>>

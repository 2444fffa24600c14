//! Kubernetes infrastructure adapter.
//!
//! Implements the port traits defined in the [`trigger`] crate
//! (`RunSubmitter`, `TemplateSource`, `WebhookStore`, `SourceCreator`) over the
//! API server's REST interface using a shared [`KubeClient`].
//!
//! ## Architectural Layer
//!
//! **Infrastructure.** This crate must not contain domain rules. Resource
//! paths, authentication and status-code mapping live here; the [`trigger`]
//! crate only ever sees [`trigger::ClusterError`].
//!
//! | Type | Port | Resource |
//! |------|------|----------|
//! | [`PipelineRunSubmitter`] | `RunSubmitter` | `tekton.dev/v1alpha1` `pipelineruns` |
//! | [`ListenerTemplateSource`] | `TemplateSource` | `tektonexperimental.dev/v1alpha1` `tektonlisteners` |
//! | [`ConfigMapWebhookStore`] | `WebhookStore` | `v1` `configmaps/githubwebhook` |
//! | [`GitHubSourceCreator`] | `SourceCreator` | `sources.eventing.knative.dev/v1alpha1` `githubsources` |

pub mod client;
pub mod listeners;
pub mod pipeline_runs;
pub mod sources;
pub mod webhook_store;

pub use client::{ConfigError, KubeClient, KubeConfig, ObjectMeta};
pub use listeners::ListenerTemplateSource;
pub use pipeline_runs::PipelineRunSubmitter;
pub use sources::GitHubSourceCreator;
pub use webhook_store::ConfigMapWebhookStore;
//! Tekton trigger transport boundary.
//!
//! Two axum routers sit on top of the [`trigger`] crate:
//!
//! - [`build_event_router`] receives CloudEvents on `POST /events` and hands
//!   each one to the [`trigger::EventDispatcher`].
//! - [`build_webhook_router`] exposes webhook registration under `/webhooks/`
//!   backed by the [`trigger::WebhookRegistry`].
//!
//! Both are wrapped by [`with_limits`] and run by [`serve`].
//!
//! ## Status codes
//!
//! | Outcome | Status |
//! |---------|--------|
//! | Event handled, skipped or ignored | `202` |
//! | Malformed envelope, wrong version/type, undecodable payload | `400` |
//! | Pipeline run submission failed | `502` |
//! | Webhook registered | `201` |
//! | Webhook validation or source creation failed | `400` |
//! | Webhook store failed | `500` |

pub mod error;
pub mod events;
pub mod server;
pub mod webhooks;

#[cfg(test)]
mod test_utils;

pub use axum::Router;
pub use error::{EventRejection, WebhookApiError};
pub use events::{build_event_router, EventState};
pub use server::{serve, shutdown_signal, with_limits, ServerLimits};
pub use webhooks::{build_webhook_router, WebhookState};
//! Inbound event envelope.
//!
//! An [`EventEnvelope`] is the protocol-level wrapper around one inbound
//! notification: CloudEvents context attributes plus an opaque body. It is
//! created per request by the transport, handed to the validator, and dropped
//! once the event has been handled.
//!
//! Two CloudEvents HTTP content modes are understood:
//!
//! - **binary**: attributes travel as `ce-*` headers and the HTTP body is the
//!   event data ([`EventEnvelope::from_binary`]);
//! - **structured**: the whole event, attributes and data, is one JSON
//!   document sent as `application/cloudevents+json`
//!   ([`EventEnvelope::from_structured`]).

use chrono::{DateTime, Utc};
use serde::de::DeserializeOwned;
use serde::Deserialize;

use crate::{EventId, TriggerError};

/// Content type announcing a structured-mode CloudEvent.
pub const STRUCTURED_CONTENT_TYPE: &str = "application/cloudevents+json";

const HEADER_PREFIX: &str = "ce-";

/// CloudEvents context attributes of one event.
#[derive(Debug, Clone, PartialEq)]
pub struct EventContext {
    /// Declared protocol version (`specversion`), not yet validated.
    pub spec_version: String,
    /// Declared event type (`type`), not yet validated.
    pub event_type: String,
    /// Event id; generated on receipt when the sender omitted it.
    pub id: EventId,
    /// Event source URI reference, if supplied.
    pub source: Option<String>,
    /// Event timestamp, if supplied and parseable.
    pub time: Option<DateTime<Utc>>,
    /// Media type of the data, if supplied.
    pub data_content_type: Option<String>,
}

/// One inbound event: optional context plus opaque body.
#[derive(Debug, Clone, PartialEq)]
pub struct EventEnvelope {
    /// `None` when the request carried no CloudEvents attributes at all.
    pub context: Option<EventContext>,
    data: Option<Vec<u8>>,
}

impl EventEnvelope {
    /// Builds an envelope from its parts.
    pub fn new(context: Option<EventContext>, data: Option<Vec<u8>>) -> Self {
        Self { context, data }
    }

    /// Builds an envelope from a binary-mode request.
    ///
    /// `headers` are `(name, value)` pairs; names are matched
    /// case-insensitively. Without a `ce-specversion` header the envelope has
    /// no context. An empty body means no data.
    pub fn from_binary<'a, I>(headers: I, body: &[u8]) -> Self
    where
        I: IntoIterator<Item = (&'a str, &'a str)>,
    {
        let mut spec_version = None;
        let mut event_type = None;
        let mut id = None;
        let mut source = None;
        let mut time = None;
        let mut data_content_type = None;

        for (name, value) in headers {
            let name = name.to_ascii_lowercase();
            if name == "content-type" {
                data_content_type = Some(value.to_string());
                continue;
            }
            let Some(attr) = name.strip_prefix(HEADER_PREFIX) else {
                continue;
            };
            match attr {
                "specversion" => spec_version = Some(value.to_string()),
                "type" => event_type = Some(value.to_string()),
                "id" => id = EventId::new(value),
                "source" => source = Some(value.to_string()),
                "time" => time = parse_time(value),
                _ => {}
            }
        }

        let context = spec_version.map(|spec_version| EventContext {
            spec_version,
            event_type: event_type.unwrap_or_default(),
            id: id.unwrap_or_else(EventId::generate),
            source,
            time,
            data_content_type,
        });

        let data = (!body.is_empty()).then(|| body.to_vec());
        Self { context, data }
    }

    /// Builds an envelope from a structured-mode JSON document.
    ///
    /// Fails with [`TriggerError::InvalidEnvelope`] if the body is not a JSON
    /// object. A document without `specversion` yields an envelope with no
    /// context.
    pub fn from_structured(body: &[u8]) -> Result<Self, TriggerError> {
        let raw: StructuredEvent =
            serde_json::from_slice(body).map_err(|e| TriggerError::InvalidEnvelope {
                reason: format!("structured event is not a valid JSON object: {e}"),
            })?;

        let context = raw.specversion.map(|spec_version| EventContext {
            spec_version,
            event_type: raw.event_type.unwrap_or_default(),
            id: raw
                .id
                .and_then(EventId::new)
                .unwrap_or_else(EventId::generate),
            source: raw.source,
            time: raw.time.as_deref().and_then(parse_time),
            data_content_type: raw.datacontenttype,
        });

        let data = match raw.data {
            None | Some(serde_json::Value::Null) => None,
            Some(value) => Some(value.to_string().into_bytes()),
        };

        Ok(Self { context, data })
    }

    /// Returns the declared event type, if there is a context.
    pub fn event_type(&self) -> Option<&str> {
        self.context.as_ref().map(|c| c.event_type.as_str())
    }

    /// Returns the raw body bytes, if any.
    pub fn data(&self) -> Option<&[u8]> {
        self.data.as_deref()
    }

    /// Deserializes the body as JSON into `T`.
    ///
    /// An absent body is treated as JSON `null`.
    pub fn data_as<T: DeserializeOwned>(&self) -> Result<T, serde_json::Error> {
        match &self.data {
            Some(bytes) => serde_json::from_slice(bytes),
            None => serde_json::from_value(serde_json::Value::Null),
        }
    }
}

/// Wire shape of a structured-mode event.
#[derive(Debug, Deserialize)]
struct StructuredEvent {
    specversion: Option<String>,
    #[serde(rename = "type")]
    event_type: Option<String>,
    id: Option<String>,
    source: Option<String>,
    time: Option<String>,
    #[serde(alias = "contenttype")]
    datacontenttype: Option<String>,
    data: Option<serde_json::Value>,
}

fn parse_time(value: &str) -> Option<DateTime<Utc>> {
    DateTime::parse_from_rfc3339(value)
        .ok()
        .map(|t| t.with_timezone(&Utc))
}

#[cfg(test)]
#[path = "envelope_tests.rs"]
mod tests;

<<

Wherever the word "when" appears in a line of the data above, copy that line.

SOLUTION TO THIS TASK:
    /// Event id; generated on receipt when the sender omitted it.
    /// `None` when the request carried no CloudEvents attributes at all.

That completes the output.